Search code examples
pythonmachine-learningone-hot-encodingtrain-test-split

Do I have to do one-hot-encoding separately for train and test dataset?


I'm working on a classification problem and I've split my data into train and test set.

I have few categorical columns (around 4 -6) and I am thinking of using pd.get_dummies to convert my categorical values to OneHotEncoding.

My question is do I have to do OneHotEncoding separately for train and test split? If that's the case I guess I better use sklearn OneHotEncoder because it supports fit and transform methods, right?


Solution

  • Generally, you want to treat the test set as though you did not have it during training. Whatever transformations you do to the train set should be done to the test set before you make predictions. So yes, you should do the transformation separately, but know that you are applying the same transformation.

    For example, if the test set is missing one of the categories, there should still be a dummy variable for the missing category (which would be found in the training set), since the model you train will still expect that dummy variable. If the test set has an extra category, this should probably be handled with some "other" category.

    Similarly, when scaling continuous variables say to [0,1], you use the range of the train set when scaling the test set. This could mean that the newly scaled test variable is outside of [0,1].
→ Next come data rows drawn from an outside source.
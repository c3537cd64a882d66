//! Entropy dataset and oracle.
//!
//! The dataset maps normalized attribute vectors to an empirically measured
//! distinctiveness score in `[0, 1]`. The oracle answers "how identifying is
//! this combination": exact match first, then the most specific known
//! sub-vector, then a configurable default for unknown combinations.

use std::collections::HashMap;

use serde::{Deserialize, Serialize};

use crate::attribute::{normalize_key, AttributeVector};
use crate::config::GuardConfig;
use crate::error::{GuardError, Result};

/// Column holding the vector string in the bundled CSV.
const CSV_VECTOR_COLUMN: usize = 0;
/// Column holding the normalized entropy in the bundled CSV.
const CSV_ENTROPY_COLUMN: usize = 2;

/// Immutable mapping of normalized vector key → score.
#[derive(Debug, Clone, Default, PartialEq, Serialize, Deserialize)]
#[serde(transparent)]
pub struct EntropyRecord {
    scores: HashMap<String, f64>,
}

impl EntropyRecord {
    /// An empty dataset. Every lookup degrades to the default score.
    pub fn empty() -> Self {
        Self::default()
    }

    /// Build from `(vector, score)` pairs. Keys are normalized; scores are
    /// clamped to `[0, 1]` and non-finite scores are dropped.
    pub fn from_entries<I, K>(entries: I) -> Self
    where
        I: IntoIterator<Item = (K, f64)>,
        K: AsRef<str>,
    {
        let mut scores = HashMap::new();
        for (raw, score) in entries {
            let key = normalize_key(raw.as_ref());
            if key.is_empty() || !score.is_finite() {
                continue;
            }
            scores.insert(key, score.clamp(0.0, 1.0));
        }
        Self { scores }
    }

    /// Parse the bundled CSV: vector in column 0, entropy in column 2.
    ///
    /// Rows that do not carry a parseable score (headers, blank lines) are
    /// skipped. A blank file is unavailable; a file with no usable rows is
    /// malformed.
    pub fn from_csv(text: &str) -> Result<Self> {
        if text.trim().is_empty() {
            return Err(GuardError::DatasetUnavailable("dataset file is empty".into()));
        }
        let mut skipped = 0usize;
        let mut entries = Vec::new();

        for row in text.lines() {
            let columns: Vec<&str> = row.split(',').collect();
            let vector = columns.get(CSV_VECTOR_COLUMN).map(|c| c.trim()).unwrap_or("");
            let score = columns
                .get(CSV_ENTROPY_COLUMN)
                .and_then(|c| c.trim().parse::<f64>().ok());

            match score {
                Some(score) if !vector.is_empty() => entries.push((vector.to_string(), score)),
                _ => skipped += 1,
            }
        }

        if entries.is_empty() {
            return Err(GuardError::DatasetMalformed(format!(
                "no usable rows ({} skipped)",
                skipped
            )));
        }

        log::debug!(
            "Parsed entropy CSV: {} rows loaded, {} skipped",
            entries.len(),
            skipped
        );
        Ok(Self::from_entries(entries))
    }

    /// Parse a JSON object of `{ "vector": score }`.
    pub fn from_json(text: &str) -> Result<Self> {
        let raw: HashMap<String, f64> = serde_json::from_str(text)
            .map_err(|e| GuardError::DatasetMalformed(e.to_string()))?;
        Ok(Self::from_entries(raw))
    }

    pub fn get(&self, normalized_key: &str) -> Option<f64> {
        self.scores.get(normalized_key).copied()
    }

    pub fn len(&self) -> usize {
        self.scores.len()
    }

    pub fn is_empty(&self) -> bool {
        self.scores.is_empty()
    }

    pub fn iter(&self) -> impl Iterator<Item = (&String, &f64)> {
        self.scores.iter()
    }
}

/// A dataset entry kept in search order for sub-vector matching.
#[derive(Debug, Clone)]
struct Candidate {
    vector: AttributeVector,
    key: String,
    score: f64,
}

/// Scores attribute vectors against an immutable dataset.
#[derive(Debug, Clone)]
pub struct EntropyOracle {
    record: EntropyRecord,
    /// Largest vectors first, ties broken by normalized key.
    candidates: Vec<Candidate>,
    default_score: f64,
    subvector_fallback: bool,
}

impl EntropyOracle {
    pub fn new(record: EntropyRecord, config: &GuardConfig) -> Self {
        let mut candidates: Vec<Candidate> = record
            .iter()
            .map(|(key, score)| Candidate {
                vector: AttributeVector::parse(key),
                key: key.clone(),
                score: *score,
            })
            .collect();
        candidates.sort_by(|a, b| {
            b.vector
                .len()
                .cmp(&a.vector.len())
                .then_with(|| a.key.cmp(&b.key))
        });

        Self {
            record,
            candidates,
            default_score: config.default_score.clamp(0.0, 1.0),
            subvector_fallback: config.subvector_fallback,
        }
    }

    /// Oracle for a page whose dataset could not be loaded.
    pub fn unavailable(config: &GuardConfig) -> Self {
        log::warn!(
            "Entropy dataset unavailable, every vector scores {}",
            config.default_score
        );
        Self::new(EntropyRecord::empty(), config)
    }

    pub fn default_score(&self) -> f64 {
        self.default_score
    }

    pub fn dataset_len(&self) -> usize {
        self.record.len()
    }

    /// How identifying `vector` is. Never fails.
    ///
    /// Sub-vectors are searched in decreasing size, so the first hit is the
    /// most specific known combination. Scanning dataset entries that are
    /// subsets of the vector is equivalent to enumerating every sub-vector,
    /// without the exponential enumeration.
    pub fn score(&self, vector: &AttributeVector) -> f64 {
        if vector.is_empty() {
            return self.default_score;
        }

        let key = vector.normalized();
        if let Some(score) = self.record.get(&key) {
            return score;
        }

        if self.subvector_fallback {
            let hit = self
                .candidates
                .iter()
                .filter(|c| c.vector.len() < vector.len())
                .find(|c| c.vector.is_subset(vector));
            if let Some(candidate) = hit {
                log::debug!(
                    "No exact entropy for [{}], using sub-vector [{}] = {}",
                    key,
                    candidate.key,
                    candidate.score
                );
                return candidate.score;
            }
        }

        self.default_score
    }
}

#[cfg(test)]
mod tests {
    use super::*;
    use crate::config::DEFAULT_UNKNOWN_SCORE;

    fn oracle(entries: &[(&str, f64)]) -> EntropyOracle {
        EntropyOracle::new(
            EntropyRecord::from_entries(entries.iter().map(|(k, v)| (*k, *v))),
            &GuardConfig::default(),
        )
    }

    #[test]
    fn test_exact_match_is_order_independent() {
        let o = oracle(&[("navigator.platform|navigator.language", 0.9)]);
        let v1 = AttributeVector::parse("navigator.language|navigator.platform");
        let v2 = AttributeVector::parse("navigator.platform|navigator.language|navigator.platform");
        assert_eq!(o.score(&v1), 0.9);
        assert_eq!(o.score(&v1), o.score(&v2));
    }

    #[test]
    fn test_unknown_vector_gets_default() {
        let o = oracle(&[("screen.width", 0.2)]);
        let v = AttributeVector::parse("navigator.userAgent");
        assert_eq!(o.score(&v), DEFAULT_UNKNOWN_SCORE);
        assert_eq!(o.score(&AttributeVector::new()), DEFAULT_UNKNOWN_SCORE);
    }

    #[test]
    fn test_largest_subvector_wins() {
        let o = oracle(&[
            ("screen.width", 0.1),
            ("screen.height|screen.width", 0.4),
            ("navigator.language", 0.3),
        ]);
        let v = AttributeVector::parse("screen.width|screen.height|navigator.userAgent");
        assert_eq!(o.score(&v), 0.4);
    }

    #[test]
    fn test_same_size_ties_are_lexicographic() {
        let o = oracle(&[("screen.width", 0.6), ("navigator.language", 0.3)]);
        let v = AttributeVector::parse("screen.width|navigator.language|history.length");
        // "navigator.language" < "screen.width"
        assert_eq!(o.score(&v), 0.3);
    }

    #[test]
    fn test_fallback_can_be_disabled() {
        let cfg = GuardConfig {
            subvector_fallback: false,
            default_score: 0.83,
            ..Default::default()
        };
        let o = EntropyOracle::new(EntropyRecord::from_entries([("screen.width", 0.1)]), &cfg);
        let v = AttributeVector::parse("screen.width|screen.height");
        assert_eq!(o.score(&v), 0.83);
    }

    #[test]
    fn test_csv_loading() {
        let csv = "vector,count,entropy\n\
                   navigator.platform|navigator.language, 120, 0.9\n\
                   screen.width,88,0.25\n\
                   \n\
                   broken-row\n";
        let record = EntropyRecord::from_csv(csv).unwrap();
        assert_eq!(record.len(), 2);
        assert_eq!(record.get("navigator.language|navigator.platform"), Some(0.9));
    }

    #[test]
    fn test_csv_without_rows_is_malformed() {
        assert!(matches!(
            EntropyRecord::from_csv("a,b\nc,d\n"),
            Err(GuardError::DatasetMalformed(_))
        ));
        assert!(matches!(
            EntropyRecord::from_csv("  \n"),
            Err(GuardError::DatasetUnavailable(_))
        ));
    }

    #[test]
    fn test_json_loading_clamps_scores() {
        let record = EntropyRecord::from_json(r#"{"screen.width": 1.7, "screen.height": -2}"#).unwrap();
        assert_eq!(record.get("screen.width"), Some(1.0));
        assert_eq!(record.get("screen.height"), Some(0.0));
    }

    #[test]
    fn test_unavailable_dataset_degrades() {
        let o = EntropyOracle::unavailable(&GuardConfig::default());
        assert_eq!(o.dataset_len(), 0);
        assert_eq!(
            o.score(&AttributeVector::parse("screen.width")),
            DEFAULT_UNKNOWN_SCORE
        );
    }
}
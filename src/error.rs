//! Error types for the fingerprint guard
//!
//! This module provides the error taxonomy with:
//! - Detailed error variants for different failure modes
//! - Error classification (page-fatal vs recoverable)
//! - Error codes for programmatic handling
//!
//! None of these errors ever reach a page script: the access hot path
//! degrades (default score, page-URL attribution, skipped surface) instead.

use serde::{Deserialize, Serialize};
use thiserror::Error;
use wasm_bindgen::JsValue;

pub type Result<T> = std::result::Result<T, GuardError>;

/// Error codes for programmatic handling
#[derive(Debug, Clone, Copy, PartialEq, Eq, Serialize, Deserialize)]
pub enum ErrorCode {
    // Dataset errors (1xx)
    DatasetUnavailable = 100,
    DatasetMalformed = 101,

    // Settings errors (2xx)
    InvalidThreshold = 200,
    InvalidMode = 201,
    SettingsStorage = 202,

    // Messaging errors (3xx)
    MessageFailed = 300,
    UnexpectedResponse = 301,
    Serialization = 302,

    // Interception errors (4xx)
    SurfaceUnavailable = 400,
    TrapInstallFailed = 401,

    // Setup errors (5xx)
    SetupAborted = 500,

    // Internal errors (9xx)
    InternalError = 900,
}

/// Main error type for the fingerprint guard
#[derive(Error, Debug, Clone)]
pub enum GuardError {
    // ===== Dataset Errors =====
    #[error("Entropy dataset unavailable: {0}")]
    DatasetUnavailable(String),

    #[error("Entropy dataset malformed: {0}")]
    DatasetMalformed(String),

    // ===== Settings Errors =====
    #[error("Threshold out of range [0, 1]: {0}")]
    InvalidThreshold(f64),

    #[error("Unknown mode: {0}")]
    InvalidMode(String),

    #[error("Settings storage error: {0}")]
    SettingsStorage(String),

    // ===== Messaging Errors =====
    #[error("Message to privileged context failed: {0}")]
    MessageFailed(String),

    #[error("Unexpected response: expected {expected}, got {got}")]
    UnexpectedResponse { expected: String, got: String },

    #[error("Serialization error: {0}")]
    Serialization(String),

    // ===== Interception Errors =====
    #[error("Surface unavailable: {0}")]
    SurfaceUnavailable(String),

    #[error("Trap installation failed on {attribute}: {reason}")]
    TrapInstallFailed { attribute: String, reason: String },

    // ===== Setup Errors =====
    #[error("Setup aborted at {stage}: {reason}")]
    SetupAborted { stage: String, reason: String },

    // ===== Internal Errors =====
    #[error("Internal error: {0}")]
    Internal(String),
}

impl GuardError {
    /// Get the error code for programmatic handling
    pub fn code(&self) -> ErrorCode {
        match self {
            GuardError::DatasetUnavailable(_) => ErrorCode::DatasetUnavailable,
            GuardError::DatasetMalformed(_) => ErrorCode::DatasetMalformed,

            GuardError::InvalidThreshold(_) => ErrorCode::InvalidThreshold,
            GuardError::InvalidMode(_) => ErrorCode::InvalidMode,
            GuardError::SettingsStorage(_) => ErrorCode::SettingsStorage,

            GuardError::MessageFailed(_) => ErrorCode::MessageFailed,
            GuardError::UnexpectedResponse { .. } => ErrorCode::UnexpectedResponse,
            GuardError::Serialization(_) => ErrorCode::Serialization,

            GuardError::SurfaceUnavailable(_) => ErrorCode::SurfaceUnavailable,
            GuardError::TrapInstallFailed { .. } => ErrorCode::TrapInstallFailed,

            GuardError::SetupAborted { .. } => ErrorCode::SetupAborted,

            GuardError::Internal(_) => ErrorCode::InternalError,
        }
    }

    /// Whether this error prevents the monitor from being installed on a page.
    ///
    /// Installing with partial state would compare entropy against an
    /// unknown threshold, so setup failures abort instead.
    pub fn is_fatal_for_page(&self) -> bool {
        matches!(
            self,
            GuardError::SetupAborted { .. }
                | GuardError::MessageFailed(_)
                | GuardError::UnexpectedResponse { .. }
        )
    }

    /// Whether the guard keeps running with degraded behaviour after this error.
    pub fn is_recoverable(&self) -> bool {
        matches!(
            self,
            GuardError::DatasetUnavailable(_)
                | GuardError::DatasetMalformed(_)
                | GuardError::SurfaceUnavailable(_)
                | GuardError::TrapInstallFailed { .. }
                | GuardError::SettingsStorage(_)
        )
    }

    /// Wrap any error raised during ordered setup with the stage it came from.
    pub fn setup(stage: &str, cause: GuardError) -> Self {
        GuardError::SetupAborted {
            stage: stage.to_string(),
            reason: cause.to_string(),
        }
    }

    /// Convert a raw JS exception into a messaging error.
    pub fn from_js(context: &str, value: &JsValue) -> Self {
        let detail = value
            .as_string()
            .unwrap_or_else(|| format!("{:?}", value));
        GuardError::MessageFailed(format!("{}: {}", context, detail))
    }
}

impl From<serde_json::Error> for GuardError {
    fn from(err: serde_json::Error) -> Self {
        GuardError::Serialization(err.to_string())
    }
}

impl From<serde_wasm_bindgen::Error> for GuardError {
    fn from(err: serde_wasm_bindgen::Error) -> Self {
        GuardError::Serialization(err.to_string())
    }
}

impl From<GuardError> for JsValue {
    fn from(err: GuardError) -> Self {
        JsValue::from_str(&err.to_string())
    }
}

/// Error information for JavaScript consumption
#[derive(Debug, Clone, Serialize, Deserialize)]
pub struct ErrorInfo {
    pub code: u32,
    pub message: String,
    pub is_fatal: bool,
    pub is_recoverable: bool,
}

impl From<&GuardError> for ErrorInfo {
    fn from(err: &GuardError) -> Self {
        ErrorInfo {
            code: err.code() as u32,
            message: err.to_string(),
            is_fatal: err.is_fatal_for_page(),
            is_recoverable: err.is_recoverable(),
        }
    }
}

#[cfg(test)]
mod tests {
    use super::*;

    #[test]
    fn test_fatal_errors() {
        assert!(GuardError::setup("mode", GuardError::MessageFailed("x".into())).is_fatal_for_page());
        assert!(GuardError::MessageFailed("test".into()).is_fatal_for_page());

        assert!(!GuardError::DatasetUnavailable("test".into()).is_fatal_for_page());
        assert!(!GuardError::InvalidThreshold(1.5).is_fatal_for_page());
    }

    #[test]
    fn test_recoverable_errors() {
        assert!(GuardError::DatasetUnavailable("test".into()).is_recoverable());
        assert!(GuardError::SurfaceUnavailable("WebGL2RenderingContext".into()).is_recoverable());

        assert!(!GuardError::SetupAborted {
            stage: "threshold".into(),
            reason: "rejected".into()
        }
        .is_recoverable());
    }

    #[test]
    fn test_error_codes() {
        assert_eq!(
            GuardError::InvalidThreshold(2.0).code(),
            ErrorCode::InvalidThreshold
        );
        assert_eq!(
            GuardError::TrapInstallFailed {
                attribute: "screen.width".into(),
                reason: "frozen".into()
            }
            .code(),
            ErrorCode::TrapInstallFailed
        );
        assert_eq!(ErrorCode::SetupAborted as u32, 500);
    }

    #[test]
    fn test_setup_wraps_cause() {
        let err = GuardError::setup("dataset", GuardError::DatasetUnavailable("404".into()));
        let info = ErrorInfo::from(&err);
        assert_eq!(info.code, 500);
        assert!(info.message.contains("dataset"));
        assert!(info.message.contains("404"));
        assert!(info.is_fatal);
    }
}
    For completeness, here's how the one-hot encoding might look:

    import pandas as pd
    from sklearn.preprocessing import OneHotEncoder
    
    ### Correct
    train = pd.DataFrame(['A', 'B', 'A', 'C'])
    test = pd.DataFrame(['B', 'A', 'D'])
    
    enc = OneHotEncoder(handle_unknown = 'ignore')
    enc.fit(train)
    
    enc.transform(train).toarray()
    #array([[1., 0., 0.],
    #       [0., 1., 0.],
    #       [1., 0., 0.],
    #       [0., 0., 1.]])
    
    enc.transform(test).toarray()
    #array([[0., 1., 0.],
    #       [1., 0., 0.],
    #       [0., 0., 0.]])
    
    
    ### Incorrect
    full = pd.concat((train, test))
    
    enc = OneHotEncoder(handle_unknown = 'ignore')
    enc.fit(full)
    
    enc.transform(train).toarray()
    #array([[1., 0., 0., 0.],
    #       [0., 1., 0., 0.],
    #       [1., 0., 0., 0.],
    #       [0., 0., 1., 0.]])
    
    enc.transform(test).toarray()
    #array([[0., 1., 0., 0.],
    #       [1., 0., 0., 0.],
    #       [0., 0., 0., 1.]])
    

    Notice that for the incorrect approach there is an extra column for D (which only shows up in the test set). During training, we wouldn't know about D at all so there shouldn't be a column for it.